**MATERIAL PROVIDED**:
//! Transform between the editing tree and the canonical schema.
//!
//! - [`to_canonical`]: editing node → minimal JSON object holding only the
//!   attributes whitelisted for the node's type (the payload of its
//!   [`FieldKind`] variant) plus `type`, `id`, `level` and `parent_id`.
//!   Legacy `min_value`/`max_value` are upgraded to `value_range`.
//! - [`to_editing`]: canonical JSON → editing node. Numeric-looking strings are
//!   coerced back to numbers; values that do not parse are kept as they are and
//!   left for validation to report. Nodes without an `id` get a fresh one.
//!
//! Both directions are pure and recursive over the whole subtree.

use crate::field::*;
use crate::value::Scalar;
use serde_json::{Map, Value as Json};
use std::collections::HashSet;
use std::str::FromStr;
use tracing::debug;

/// Canonical form of one node: a JSON object with snake_case keys.
pub type CanonicalNode = Map<String, Json>;

#[derive(Debug, thiserror::Error)]
pub enum SchemaError {
    #[error("field at {0} is not a JSON object")]
    NotAnObject(String),
    #[error("field at {0} has no type")]
    MissingType(String),
    #[error("field at {path} has unknown type `{ty}`")]
    UnknownType { path: String, ty: String },
    #[error("schema document must be an array of fields or an object with a `fields` array")]
    Document,
    #[error("JSON: {0}")]
    Json(#[from] serde_json::Error),
}

// ==================== editing → canonical ====================

/// Normalize an editing node (and its subtree) into canonical form.
pub fn to_canonical(node: &FieldNode) -> CanonicalNode {
    let ty = node.field_type();
    let mut out = Map::new();
    out.insert("type".into(), Json::String(ty.as_str().to_string()));
    out.insert("id".into(), Json::String(node.id.as_str().to_string()));
    if let Some(level) = node.level {
        out.insert("level".into(), Json::from(level as u64));
    }
    if let Some(parent) = &node.parent_id {
        out.insert("parent_id".into(), Json::String(parent.as_str().to_string()));
    }
    if !node.name.is_empty() {
        out.insert("field_name".into(), Json::String(node.name.clone()));
    }
    put_str(&mut out, "description", &node.description);
    if ty.allows_valid_when() {
        if let Some(vw) = node.valid_when.as_ref().filter(|vw| !vw.is_empty()) {
            out.insert("valid_when".into(), valid_when_json(vw));
        }
    }

    match &node.kind {
        FieldKind::SignedInt(a) | FieldKind::UnsignedInt(a) => {
            put_scalar(&mut out, "byte_length", &a.byte_length);
            put_scalar(&mut out, "default_value", &a.default_value);
            put_value_range(&mut out, ty, &a.value_range, &node.extras);
            put_str(&mut out, "unit", &a.unit);
        }
        FieldKind::MessageId(a) => {
            put_scalar(&mut out, "byte_length", &a.byte_length);
            put_str(&mut out, "value_type", &a.value_type);
            put_scalar(&mut out, "message_id_value", &a.message_id_value);
            if let Some(ranges) = &a.value_range {
                out.insert("value_range".into(), ranges_json(ranges));
            }
        }
        FieldKind::Float(a) => {
            put_str(&mut out, "precision", &a.precision);
            put_scalar(&mut out, "default_value", &a.default_value);
            put_value_range(&mut out, ty, &a.value_range, &node.extras);
            put_str(&mut out, "unit", &a.unit);
        }
        FieldKind::Bcd(a) => {
            put_scalar(&mut out, "byte_length", &a.byte_length);
            put_scalar(&mut out, "default_value", &a.default_value);
            put_value_range(&mut out, ty, &a.value_range, &node.extras);
        }
        FieldKind::Timestamp(a) => {
            put_scalar(&mut out, "byte_length", &a.byte_length);
            put_str(&mut out, "unit", &a.unit);
        }
        FieldKind::String(a) => {
            put_scalar(&mut out, "length", &a.length);
            put_str(&mut out, "encoding", &a.encoding);
            put_scalar(&mut out, "default_value", &a.default_value);
        }
        FieldKind::Bitfield(a) => {
            put_scalar(&mut out, "byte_length", &a.byte_length);
            if !a.sub_fields.is_empty() {
                let subs = a.sub_fields.iter().map(sub_field_json).collect();
                out.insert("sub_fields".into(), Json::Array(subs));
            }
        }
        FieldKind::Encode(a) => {
            put_str(&mut out, "base_type", &a.base_type);
            put_scalar(&mut out, "byte_length", &a.byte_length);
            if !a.maps.is_empty() {
                out.insert("maps".into(), maps_json(&a.maps));
            }
        }
        FieldKind::Struct(s) => {
            let fields = s.fields.iter().map(|f| Json::Object(to_canonical(f))).collect();
            out.insert("fields".into(), Json::Array(fields));
        }
        FieldKind::Array(a) => {
            put_scalar(&mut out, "count", &a.count);
            if let Some(src) = a.count_from_field.as_ref().filter(|s| !s.is_empty()) {
                out.insert("count_from_field".into(), Json::String(src.clone()));
            }
            put_scalar(&mut out, "bytes_in_trailer", &a.bytes_in_trailer);
            if let Some(element) = &a.element {
                out.insert("element".into(), Json::Object(to_canonical(element)));
            }
        }
        FieldKind::Command(c) => {
            put_str(&mut out, "base_type", &c.base_type);
            put_scalar(&mut out, "byte_length", &c.byte_length);
            let mut cases = Map::new();
            for case in &c.cases {
                cases.insert(case.key.clone(), Json::Object(to_canonical(&case.field)));
            }
            out.insert("cases".into(), Json::Object(cases));
        }
        FieldKind::Padding(a) | FieldKind::Reserved(a) => {
            put_scalar(&mut out, "byte_length", &a.byte_length);
            put_scalar(&mut out, "bit_length", &a.bit_length);
            put_scalar(&mut out, "fill_value", &a.fill_value);
        }
        FieldKind::Checksum(a) => {
            put_str(&mut out, "algorithm", &a.algorithm);
            put_scalar(&mut out, "byte_length", &a.byte_length);
            put_str(&mut out, "range_start_ref", &a.range_start_ref);
            put_str(&mut out, "range_end_ref", &a.range_end_ref);
            if let Some(params) = &a.parameters {
                out.insert("parameters".into(), Json::Object(params.clone()));
            }
        }
    }
    out
}

/// Canonical form of a whole field list.
pub fn to_canonical_schema(roots: &[FieldNode]) -> Vec<CanonicalNode> {
    roots.iter().map(to_canonical).collect()
}

/// Canonical field list as a JSON array, ready to persist.
pub fn canonical_json(roots: &[FieldNode]) -> Json {
    Json::Array(
        to_canonical_schema(roots)
            .into_iter()
            .map(Json::Object)
            .collect(),
    )
}

fn put_str(out: &mut CanonicalNode, key: &str, v: &Option<String>) {
    if let Some(s) = v {
        out.insert(key.to_string(), Json::String(s.clone()));
    }
}

fn put_scalar(out: &mut CanonicalNode, key: &str, v: &Option<Scalar>) {
    if let Some(s) = v {
        out.insert(key.to_string(), s.to_json());
    }
}

fn valid_when_json(vw: &ValidWhen) -> Json {
    let mut m = Map::new();
    m.insert(
        "field".into(),
        vw.field.clone().map(Json::String).unwrap_or(Json::Null),
    );
    m.insert(
        "value".into(),
        vw.value.as_ref().map(Scalar::to_json).unwrap_or(Json::Null),
    );
    Json::Object(m)
}

fn opt_json(v: &Option<Scalar>) -> Json {
    v.as_ref().map(Scalar::to_json).unwrap_or(Json::Null)
}

fn ranges_json(ranges: &[ValueRange]) -> Json {
    Json::Array(
        ranges
            .iter()
            .map(|r| {
                let mut m = Map::new();
                m.insert("min".into(), opt_json(&r.min));
                m.insert("max".into(), opt_json(&r.max));
                Json::Object(m)
            })
            .collect(),
    )
}

/// Emit `value_range`, synthesizing it from legacy `min_value`/`max_value`
/// when the node has none. An existing `value_range` always wins.
fn put_value_range(
    out: &mut CanonicalNode,
    ty: FieldType,
    ranges: &Option<Vec<ValueRange>>,
    extras: &Map<String, Json>,
) {
    if let Some(r) = ranges {
        out.insert("value_range".into(), ranges_json(r));
        return;
    }
    let legacy = |key: &str| {
        extras
            .get(key)
            .and_then(Scalar::from_json)
            .filter(|s| !s.is_blank())
            .map(Scalar::coerce_number)
    };
    let (min, max) = (legacy("min_value"), legacy("max_value"));
    if min.is_none() && max.is_none() {
        return;
    }
    let (lo, hi) = natural_bounds(ty);
    let range = ValueRange {
        min: Some(min.unwrap_or(lo)),
        max: Some(max.unwrap_or(hi)),
    };
    out.insert("value_range".into(), ranges_json(&[range]));
}

/// Extremes used for a missing legacy bound.
fn natural_bounds(ty: FieldType) -> (Scalar, Scalar) {
    if ty == FieldType::Float {
        (Scalar::Float(f64::NEG_INFINITY), Scalar::Float(f64::INFINITY))
    } else {
        (Scalar::Int(i64::MIN), Scalar::Int(i64::MAX))
    }
}

fn maps_json(maps: &[EncodeMap]) -> Json {
    Json::Array(
        maps.iter()
            .map(|m| {
                let mut o = m.extras.clone();
                o.insert("value".into(), opt_json(&m.value));
                if let Some(meaning) = &m.meaning {
                    o.insert("meaning".into(), Json::String(meaning.clone()));
                }
                Json::Object(o)
            })
            .collect(),
    )
}
#[derive(Debug, Clone, PartialEq, Default)]
pub struct ChecksumAttrs {
    pub algorithm: Option<String>,
    pub byte_length: Option<Scalar>,
    pub range_start_ref: Option<String>,
    pub range_end_ref: Option<String>,
    pub parameters: Option<Map<String, Json>>,
}

/// Per-tag payload. The set of attributes each variant holds is the
/// canonical whitelist for that tag.
#[derive(Debug, Clone, PartialEq)]
pub enum FieldKind {
    SignedInt(IntegerAttrs),
    UnsignedInt(IntegerAttrs),
    Float(FloatAttrs),
    String(StringAttrs),
    Bcd(BcdAttrs),
    Timestamp(TimestampAttrs),
    Bitfield(BitfieldAttrs),
    Encode(EncodeAttrs),
    Array(ArrayAttrs),
    Struct(StructAttrs),
    MessageId(MessageIdAttrs),
    Command(CommandAttrs),
    Checksum(ChecksumAttrs),
    Padding(PadAttrs),
    Reserved(PadAttrs),
}

impl FieldKind {
    pub fn field_type(&self) -> FieldType {
        match self {
            FieldKind::SignedInt(_) => FieldType::SignedInt,
            FieldKind::UnsignedInt(_) => FieldType::UnsignedInt,
            FieldKind::Float(_) => FieldType::Float,
            FieldKind::String(_) => FieldType::String,
            FieldKind::Bcd(_) => FieldType::Bcd,
            FieldKind::Timestamp(_) => FieldType::Timestamp,
            FieldKind::Bitfield(_) => FieldType::Bitfield,
            FieldKind::Encode(_) => FieldType::Encode,
            FieldKind::Array(_) => FieldType::Array,
            FieldKind::Struct(_) => FieldType::Struct,
            FieldKind::MessageId(_) => FieldType::MessageId,
            FieldKind::Command(_) => FieldType::Command,
            FieldKind::Checksum(_) => FieldType::Checksum,
            FieldKind::Padding(_) => FieldType::Padding,
            FieldKind::Reserved(_) => FieldType::Reserved,
        }
    }

    /// Empty payload for `ty` (no defaults).
    pub fn empty(ty: FieldType) -> FieldKind {
        match ty {
            FieldType::SignedInt => FieldKind::SignedInt(IntegerAttrs::default()),
            FieldType::UnsignedInt => FieldKind::UnsignedInt(IntegerAttrs::default()),
            FieldType::Float => FieldKind::Float(FloatAttrs::default()),
            FieldType::String => FieldKind::String(StringAttrs::default()),
            FieldType::Bcd => FieldKind::Bcd(BcdAttrs::default()),
            FieldType::Timestamp => FieldKind::Timestamp(TimestampAttrs::default()),
            FieldType::Bitfield => FieldKind::Bitfield(BitfieldAttrs::default()),
            FieldType::Encode => FieldKind::Encode(EncodeAttrs::default()),
            FieldType::Array => FieldKind::Array(ArrayAttrs::default()),
            FieldType::Struct => FieldKind::Struct(StructAttrs::default()),
            FieldType::MessageId => FieldKind::MessageId(MessageIdAttrs::default()),
            FieldType::Command => FieldKind::Command(CommandAttrs::default()),
            FieldType::Checksum => FieldKind::Checksum(ChecksumAttrs::default()),
            FieldType::Padding => FieldKind::Padding(PadAttrs::default()),
            FieldType::Reserved => FieldKind::Reserved(PadAttrs::default()),
        }
    }

    /// Payload of a freshly created field of type `ty`, seeded with defaults.
    pub fn with_defaults(ty: FieldType) -> FieldKind {
        let int = |n: i64| Some(Scalar::Int(n));
        let text = |s: &str| Some(s.to_string());
        match ty {
            FieldType::SignedInt => FieldKind::SignedInt(IntegerAttrs {
                byte_length: int(4),
                ..Default::default()
            }),
            FieldType::UnsignedInt => FieldKind::UnsignedInt(IntegerAttrs {
                byte_length: int(4),
                ..Default::default()
            }),
            FieldType::Float => FieldKind::Float(FloatAttrs {
                precision: text("float"),
                ..Default::default()
            }),
            FieldType::String => FieldKind::String(StringAttrs {
                length: int(0),
                encoding: text("utf8"),
                default_value: Some(Scalar::Text(String::new())),
            }),
            FieldType::Bcd => FieldKind::Bcd(BcdAttrs {
                byte_length: int(4),
                default_value: Some(Scalar::Text(String::new())),
                value_range: None,
            }),
            FieldType::Timestamp => FieldKind::Timestamp(TimestampAttrs {
                byte_length: int(4),
                unit: text("day-milliseconds"),
            }),
            FieldType::Bitfield => FieldKind::Bitfield(BitfieldAttrs {
                byte_length: int(1),
                sub_fields: Vec::new(),
            }),
            FieldType::Encode => FieldKind::Encode(EncodeAttrs {
                base_type: text("UnsignedInt"),
                byte_length: int(1),
                maps: Vec::new(),
            }),
            FieldType::Array => FieldKind::Array(ArrayAttrs::default()),
            FieldType::Struct => FieldKind::Struct(StructAttrs::default()),
            FieldType::MessageId => FieldKind::MessageId(MessageIdAttrs {
                byte_length: int(2),
                value_type: text("UnsignedInt"),
                ..Default::default()
            }),
            FieldType::Command => FieldKind::Command(CommandAttrs {
                base_type: text("unsigned"),
                byte_length: int(1),
                cases: Vec::new(),
            }),
            FieldType::Checksum => FieldKind::Checksum(checksum_attrs(checksum::DEFAULT_ALGORITHM)),
            FieldType::Padding => FieldKind::Padding(PadAttrs {
                byte_length: int(1),
                ..Default::default()
            }),
            FieldType::Reserved => FieldKind::Reserved(PadAttrs {
                byte_length: int(1),
                ..Default::default()
            }),
        }
    }
}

**INSTRUCTIONS FOR THE TASK**: Scan the material above for lines holding "name" and copy each of them.

**RESULT OF THIS TASK**:
    if !node.name.is_empty() {
        out.insert("field_name".into(), Json::String(node.name.clone()));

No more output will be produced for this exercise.